(neu: mehr Details und Hintergrund)
FRANKFURT (dpa-AFX) - Die Aktionäre von Daimler (4:DAIGn) sind über den überraschend massiven Einstieg des chinesischen Autobauers Geely alles andere als begeistert. Statt Kursgewinnen, die normalerweise auf Anteilskäufe folgen, gaben die Aktien des Stuttgarter Premiumherstellers am Montag zeitweise spürbar nach.
Gegen Mittag büßten die Daimler-Papiere im erholten Dax (DAX) noch 0,61 Prozent auf 69,98 Euro ein und waren damit weiterhin größter Verlierer im Leitindex. Einerseits ist durch den auf einen Schlag großvolumigen Einstieg von Geely einiges an Kursfantasie aus der Aktie gewichen. Andererseits wirft der Schritt jede Menge Fragen auf, die sich insbesondere um den Nutzen für Daimler drehen, oder auch, wie es mit dessen Restrukturierungsvorhaben nun weiter gehen werde.
Am frühen Freitagabend war bekannt geworden, dass der Hauptanteilseigner von Geely, der Milliardär Li Shufu, 9,7 Prozent an Daimler erworben hat. Dabei hatte Daimler erst kürzlich eine Beteiligung der Chinesen abgelehnt. Es sei deshalb damit gerechnet worden, dass Geely an den Markt geht, um 3 bis 5 Prozent an Daimler aufzukaufen, schrieb Analyst Paul Gong von der UBS (SIX:UBSG). Doch diese Prognose hätten die Chinesen nun überraschend bei weitem überboten.
Normalerweise nämlich muss bereits ab einem Anteil von 3 Prozent eine öffentliche Mitteilung erfolgen. Dann springen in der Regel viele Anleger auf den fahrenden Zug auf, in der Hoffnung, dass der Interessent weitere Anteile erwirbt. So können sie mit profitieren. Doch im Falle Geely/Daimler verhinderte der geschickte Schachzug einer Optionsschein-Strategie ein Hochschaukeln des Aktienkurses.
Zudem kann der chinesische Autobauer, da er nun größter Anteilseigner bei Daimler ist, jetzt auch einen Posten im Aufsichtsrat des Konzerns beanspruchen. "Das ist gleich aus mehreren Gesichtspunkten zu hinterfragen, denn dadurch wird dem chinesischen Konkurrenten nicht nur ein tieferer Einblick in die Organisation von Daimler möglich, sondern auch in zukünftige Strategien und Technologien", merkt Marktexperte Andreas Lipkow von der Comdirect Bank (DE:CDBG) kritisch an. Zudem könnte es mit dem bisherigen Kooperationspartner in China, dem Autobauer BAIC, laut dem UBS-Experten Gong nun komplizierter werden.

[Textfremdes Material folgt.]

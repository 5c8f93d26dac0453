//! Infrastructure layer - Adapters for external systems
//!
//! Implements the application ports over the KMB, HKO and Nominatim
//! integration crates and the local snapshot files, and owns configuration
//! loading and logging setup.

pub mod adapters;
pub mod config;
pub mod telemetry;
pub mod validation;

pub use adapters::*;
pub use config::{
    AppConfig, FallbackConfig, GeocodingAppConfig, HkoAppConfig, HttpConfig, KmbAppConfig,
    ServerConfig,
};
pub use telemetry::{DEFAULT_LOG_FILTER, LogFormat, TelemetryError, init_logging};
pub use validation::{ConfigValidator, ConfigWarning, WarningSeverity};
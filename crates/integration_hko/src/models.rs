//! HKO payload models
//!
//! Only the fields the service reads are modelled; the rest of each payload
//! is ignored.

use chrono::{DateTime, FixedOffset};
use domain::{CurrentWeatherReport, LocalForecast, WeatherStationReading};
use serde::{Deserialize, Serialize};

/// `rhrread`: current weather report
#[derive(Debug, Clone, Serialize, Deserialize)]
#[serde(rename_all = "camelCase")]
pub struct RawRegionalReport {
    /// Temperature readings per station
    pub temperature: RawTemperature,
    /// Report update time
    #[serde(default)]
    pub update_time: Option<String>,
}

/// Temperature block of a `rhrread` report
#[derive(Debug, Clone, Serialize, Deserialize)]
#[serde(rename_all = "camelCase")]
pub struct RawTemperature {
    /// One entry per station
    #[serde(default)]
    pub data: Vec<RawTemperatureReading>,
    /// When the readings were taken
    #[serde(default)]
    pub record_time: Option<String>,
}

/// One station temperature
#[derive(Debug, Clone, Serialize, Deserialize)]
pub struct RawTemperatureReading {
    /// Station place name, in the requested language
    pub place: String,
    /// Measured value
    pub value: f64,
    /// Unit, usually `"C"`
    #[serde(default)]
    pub unit: String,
}

/// `flw`: local weather forecast
#[derive(Debug, Clone, Default, Serialize, Deserialize)]
#[serde(rename_all = "camelCase", default)]
pub struct RawLocalForecast {
    /// Synoptic situation
    pub general_situation: String,
    /// Tropical cyclone information
    pub tc_info: String,
    /// Fire danger warning
    pub fire_danger_warning: String,
    /// Period covered
    pub forecast_period: String,
    /// Forecast text
    pub forecast_desc: String,
    /// Outlook for the following days
    pub outlook: String,
    /// Issue time, RFC 3339
    pub update_time: Option<String>,
}

fn parse_time(raw: Option<&str>) -> Option<DateTime<FixedOffset>> {
    raw.map(str::trim)
        .filter(|s| !s.is_empty())
        .and_then(|s| DateTime::parse_from_rfc3339(s).ok())
}

impl From<RawRegionalReport> for CurrentWeatherReport {
    fn from(raw: RawRegionalReport) -> Self {
        let record_time = parse_time(raw.temperature.record_time.as_deref());
        let temperatures = raw
            .temperature
            .data
            .into_iter()
            .map(|reading| WeatherStationReading {
                place: reading.place,
                value: reading.value,
                unit: reading.unit,
                record_time,
            })
            .collect();

        Self {
            record_time,
            temperatures,
        }
    }
}

impl From<RawLocalForecast> for LocalForecast {
    fn from(raw: RawLocalForecast) -> Self {
        Self {
            update_time: parse_time(raw.update_time.as_deref()),
            general_situation: raw.general_situation,
            tropical_cyclone_info: raw.tc_info,
            fire_danger_warning: raw.fire_danger_warning,
            forecast_period: raw.forecast_period,
            forecast_description: raw.forecast_desc,
            outlook: raw.outlook,
        }
    }
}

Und auch die Chancen auf eine neue Konzernstruktur verringerten sich nun wieder, ergänzte Bernstein-Analyst Max Warburton.
Analysten wie Warburtons Kollege Robin Zhu fragen sich außerdem, was konkret der chinesische Autobauer den Stuttgartern bieten kann. Insbesondere stelle sich diese Frage hinsichtlich der Entwicklung von Elektrofahrzeugen, dem - wie die Chinesen über Medien hatten kolportieren lassen - angeblich zentralen Aspekt ihres Einstiegs. Laut Zhu ist die plausibelste Erklärung für die Einkaufstour von Lu Shufu jedoch eher ein staatlich gewollter Deal. Chinas Regierung könnte seines Erachtens Geely als Vehikel ausgewählt oder zumindest aber ihren Segen dazu gegeben haben. Damit sei womöglich auch die aufgrund des Daimler-Coups extrem angewachsene Verschuldung Geelys weniger wichtig. "Wie immer in solchen Fällen geht es letztlich um Technologietransfer", interpretiert Börsenbrief-Autor Hans Bernecker den aggressiven Schritt der Chinesen.